***** Material for the task *****
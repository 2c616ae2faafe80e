// CIT - Capital Income Tax
// Written in 2024 by
//   The CIT developers
//
// To the extent possible under law, the author(s) have dedicated all
// copyright and related and neighboring rights to this software to
// the public domain worldwide. This software is distributed without
// any warranty.
//
// You should have received a copy of the CC0 Public Domain Dedication
// along with this software.
// If not, see <http://creativecommons.org/publicdomain/zero/1.0/>.
//

//! Files
//!
//! Output files. Reports are never written over existing data: creating a
//! file that is already there is an error.
//!

use anyhow::Context;
use log::{debug, info};
use std::path::{Path, PathBuf};
use std::{fmt, fs, io};

/// A newly created text file
pub struct TextFile {
    path: PathBuf,
    inner: io::BufWriter<fs::File>,
}

impl TextFile {
    /// Creates a new file, failing if one already exists at `path`
    ///
    /// `purpose` only shows up in the log.
    pub fn create<P: AsRef<Path>>(path: P, purpose: &str) -> anyhow::Result<TextFile> {
        let path = path.as_ref().to_path_buf();
        let file = match fs::OpenOptions::new()
            .write(true)
            .create_new(true)
            .open(&path)
        {
            Ok(file) => file,
            Err(e) if e.kind() == io::ErrorKind::AlreadyExists => {
                return Err(anyhow::Error::msg(format!(
                    "File {} already exists. Refusing to overwrite.",
                    path.display()
                )))
            }
            Err(e) => {
                return Err(e).with_context(|| format!("creating file {}", path.display()))
            }
        };
        info!("Creating file {} {}.", path.display(), purpose);
        Ok(TextFile {
            path,
            inner: io::BufWriter::new(file),
        })
    }

    /// Accessor for the file's path
    pub fn path(&self) -> &Path {
        &self.path
    }

    /// Writes formatted data; used by the write! and writeln! macros
    pub fn write_fmt(&mut self, args: fmt::Arguments<'_>) -> anyhow::Result<()> {
        io::Write::write_fmt(&mut self.inner, args)
            .with_context(|| format!("writing to {}", self.path.display()))
    }

    /// Flushes buffered data to disk
    ///
    /// Dropping a [TextFile] without calling this loses any write error.
    pub fn finish(mut self) -> anyhow::Result<()> {
        io::Write::flush(&mut self.inner)
            .with_context(|| format!("flushing {}", self.path.display()))?;
        debug!("finished writing {}", self.path.display());
        Ok(())
    }
}

#[cfg(test)]
mod tests {
    use super::*;

    #[test]
    fn no_overwrite() {
        let path = std::env::temp_dir().join(format!("cit-file-test-{}.txt", std::process::id()));
        let _ = fs::remove_file(&path);

        let mut file = TextFile::create(&path, "for testing").unwrap();
        assert_eq!(file.path(), path.as_path());
        writeln!(file, "line {}", 1).unwrap();
        file.finish().unwrap();
        assert_eq!(fs::read_to_string(&path).unwrap(), "line 1\n");

        let err = TextFile::create(&path, "for testing").err().unwrap();
        assert!(err.to_string().contains("Refusing to overwrite"));
        assert_eq!(fs::read_to_string(&path).unwrap(), "line 1\n");

        fs::remove_file(&path).unwrap();
    }
}
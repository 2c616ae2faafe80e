// CIT - Capital Income Tax
// Written in 2024 by
//   The CIT developers
//
// To the extent possible under law, the author(s) have dedicated all
// copyright and related and neighboring rights to this software to
// the public domain worldwide. This software is distributed without
// any warranty.
//
// You should have received a copy of the CC0 Public Domain Dedication
// along with this software.
// If not, see <http://creativecommons.org/publicdomain/zero/1.0/>.
//

//! Amounts
//!
//! Signed quantities of the traded asset. Positive amounts are purchases,
//! negative amounts are sales.
//!

use rust_decimal::Decimal;
use serde::{Deserialize, Serialize};
use std::{fmt, iter, ops, str};

/// A (signed) quantity of the asset
#[derive(
    Copy, Clone, PartialEq, Eq, PartialOrd, Ord, Debug, Default, Hash, Deserialize, Serialize,
)]
#[serde(transparent)]
pub struct Amount(Decimal);

impl Amount {
    /// Zero
    pub const ZERO: Amount = Amount(Decimal::ZERO);

    /// Accessor for the underlying decimal
    pub fn to_decimal(self) -> Decimal {
        self.0
    }

    /// Whether this is a purchase-sized (strictly positive) amount
    pub fn is_positive(&self) -> bool {
        self.0 > Decimal::ZERO
    }

    /// Whether this is a sale-sized (strictly negative) amount
    pub fn is_negative(&self) -> bool {
        self.0 < Decimal::ZERO
    }

    /// Whether this represents zero
    pub fn is_zero(&self) -> bool {
        self.0.is_zero()
    }

    /// The absolute value of an amount
    pub fn abs(&self) -> Amount {
        Amount(self.0.abs())
    }

    /// Rounds to the given number of decimal places (banker's rounding)
    pub fn round_dp(&self, dp: u32) -> Amount {
        Amount(self.0.round_dp(dp))
    }
}

impl From<Decimal> for Amount {
    fn from(d: Decimal) -> Amount {
        Amount(d)
    }
}

impl str::FromStr for Amount {
    type Err = rust_decimal::Error;
    fn from_str(s: &str) -> Result<Self, Self::Err> {
        str::FromStr::from_str(s).map(Amount)
    }
}

impl fmt::Display for Amount {
    fn fmt(&self, f: &mut fmt::Formatter) -> fmt::Result {
        fmt::Display::fmt(&self.0.round_dp(6).normalize(), f)
    }
}

impl ops::Add for Amount {
    type Output = Amount;
    fn add(self, other: Amount) -> Amount {
        Amount(self.0 + other.0)
    }
}

impl ops::AddAssign for Amount {
    fn add_assign(&mut self, other: Amount) {
        self.0 += other.0;
    }
}

impl ops::Sub for Amount {
    type Output = Amount;
    fn sub(self, other: Amount) -> Amount {
        Amount(self.0 - other.0)
    }
}

impl ops::Neg for Amount {
    type Output = Amount;
    fn neg(self) -> Amount {
        Amount(-self.0)
    }
}

impl iter::Sum for Amount {
    fn sum<I: Iterator<Item = Amount>>(iter: I) -> Amount {
        iter.fold(Amount::ZERO, |acc, x| acc + x)
    }
}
*****
- Problem -
Please write out the entries above in full, exactly as they read.

- Response to this exercise -
repository 2c616ae2faafe80e
// CIT - Capital Income Tax
// Written in 2024 by
//   The CIT developers
//
// To the extent possible under law, the author(s) have dedicated all
// copyright and related and neighboring rights to this software to
// the public domain worldwide. This software is distributed without
// any warranty.
//
// You should have received a copy of the CC0 Public Domain Dedication
// along with this software.
// If not, see <http://creativecommons.org/publicdomain/zero/1.0/>.
//

//! Files
//!
//! Output files. Reports are never written over existing data: creating a
//! file that is already there is an error.
//!

use anyhow::Context;
use log::{debug, info};
use std::path::{Path, PathBuf};
use std::{fmt, fs, io};

/// A newly created text file
pub struct TextFile {
    path: PathBuf,
    inner: io::BufWriter<fs::File>,
}

impl TextFile {
    /// Creates a new file, failing if one already exists at `path`
    ///
    /// `purpose` only shows up in the log.
    pub fn create<P: AsRef<Path>>(path: P, purpose: &str) -> anyhow::Result<TextFile> {
        let path = path.as_ref().to_path_buf();
        let file = match fs::OpenOptions::new()
            .write(true)
            .create_new(true)
            .open(&path)
        {
            Ok(file) => file,
            Err(e) if e.kind() == io::ErrorKind::AlreadyExists => {
                return Err(anyhow::Error::msg(format!(
                    "File {} already exists. Refusing to overwrite.",
                    path.display()
                )))
            }
            Err(e) => {
                return Err(e).with_context(|| format!("creating file {}", path.display()))
            }
        };
        info!("Creating file {} {}.", path.display(), purpose);
        Ok(TextFile {
            path,
            inner: io::BufWriter::new(file),
        })
    }

    /// Accessor for the file's path
    pub fn path(&self) -> &Path {
        &self.path
    }

    /// Writes formatted data; used by the write! and writeln! macros
    pub fn write_fmt(&mut self, args: fmt::Arguments<'_>) -> anyhow::Result<()> {
        io::Write::write_fmt(&mut self.inner, args)
            .with_context(|| format!("writing to {}", self.path.display()))
    }

    /// Flushes buffered data to disk
    ///
    /// Dropping a [TextFile] without calling this loses any write error.
    pub fn finish(mut self) -> anyhow::Result<()> {
        io::Write::flush(&mut self.inner)
            .with_context(|| format!("flushing {}", self.path.display()))?;
        debug!("finished writing {}", self.path.display());
        Ok(())
    }
}

#[cfg(test)]
mod tests {
    use super::*;

    #[test]
    fn no_overwrite() {
        let path = std::env::temp_dir().join(format!("cit-file-test-{}.txt", std::process::id()));
        let _ = fs::remove_file(&path);

        let mut file = TextFile::create(&path, "for testing").unwrap();
        assert_eq!(file.path(), path.as_path());
        writeln!(file, "line {}", 1).unwrap();
        file.finish().unwrap();
        assert_eq!(fs::read_to_string(&path).unwrap(), "line 1\n");

        let err = TextFile::create(&path, "for testing").err().unwrap();
        assert!(err.to_string().contains("Refusing to overwrite"));
        assert_eq!(fs::read_to_string(&path).unwrap(), "line 1\n");

        fs::remove_file(&path).unwrap();
    }
}
repository 2c616ae2faafe80e
// CIT - Capital Income Tax
// Written in 2024 by
//   The CIT developers
//
// To the extent possible under law, the author(s) have dedicated all
// copyright and related and neighboring rights to this software to
// the public domain worldwide. This software is distributed without
// any warranty.
//
// You should have received a copy of the CC0 Public Domain Dedication
// along with this software.
// If not, see <http://creativecommons.org/publicdomain/zero/1.0/>.
//

//! Amounts
//!
//! Signed quantities of the traded asset. Positive amounts are purchases,
//! negative amounts are sales.
//!

use rust_decimal::Decimal;
use serde::{Deserialize, Serialize};
use std::{fmt, iter, ops, str};

/// A (signed) quantity of the asset
#[derive(
    Copy, Clone, PartialEq, Eq, PartialOrd, Ord, Debug, Default, Hash, Deserialize, Serialize,
)]
#[serde(transparent)]
pub struct Amount(Decimal);

impl Amount {
    /// Zero
    pub const ZERO: Amount = Amount(Decimal::ZERO);

    /// Accessor for the underlying decimal
    pub fn to_decimal(self) -> Decimal {
        self.0
    }

    /// Whether this is a purchase-sized (strictly positive) amount
    pub fn is_positive(&self) -> bool {
        self.0 > Decimal::ZERO
    }

    /// Whether this is a sale-sized (strictly negative) amount
    pub fn is_negative(&self) -> bool {
        self.0 < Decimal::ZERO
    }

    /// Whether this represents zero
    pub fn is_zero(&self) -> bool {
        self.0.is_zero()
    }

    /// The absolute value of an amount
    pub fn abs(&self) -> Amount {
        Amount(self.0.abs())
    }

    /// Rounds to the given number of decimal places (banker's rounding)
    pub fn round_dp(&self, dp: u32) -> Amount {
        Amount(self.0.round_dp(dp))
    }
}

impl From<Decimal> for Amount {
    fn from(d: Decimal) -> Amount {
        Amount(d)
    }
}

impl str::FromStr for Amount {
    type Err = rust_decimal::Error;
    fn from_str(s: &str) -> Result<Self, Self::Err> {
        str::FromStr::from_str(s).map(Amount)
    }
}

impl fmt::Display for Amount {
    fn fmt(&self, f: &mut fmt::Formatter) -> fmt::Result {
        fmt::Display::fmt(&self.0.round_dp(6).normalize(), f)
    }
}

impl ops::Add for Amount {
    type Output = Amount;
    fn add(self, other: Amount) -> Amount {
        Amount(self.0 + other.0)
    }
}

impl ops::AddAssign for Amount {
    fn add_assign(&mut self, other: Amount) {
        self.0 += other.0;
    }
}

impl ops::Sub for Amount {
    type Output = Amount;
    fn sub(self, other: Amount) -> Amount {
        Amount(self.0 - other.0)
    }
}

impl ops::Neg for Amount {
    type Output = Amount;
    fn neg(self) -> Amount {
        Amount(-self.0)
    }
}

impl iter::Sum for Amount {
    fn sum<I: Iterator<Item = Amount>>(iter: I) -> Amount {
        iter.fold(Amount::ZERO, |acc, x| acc + x)
    }
}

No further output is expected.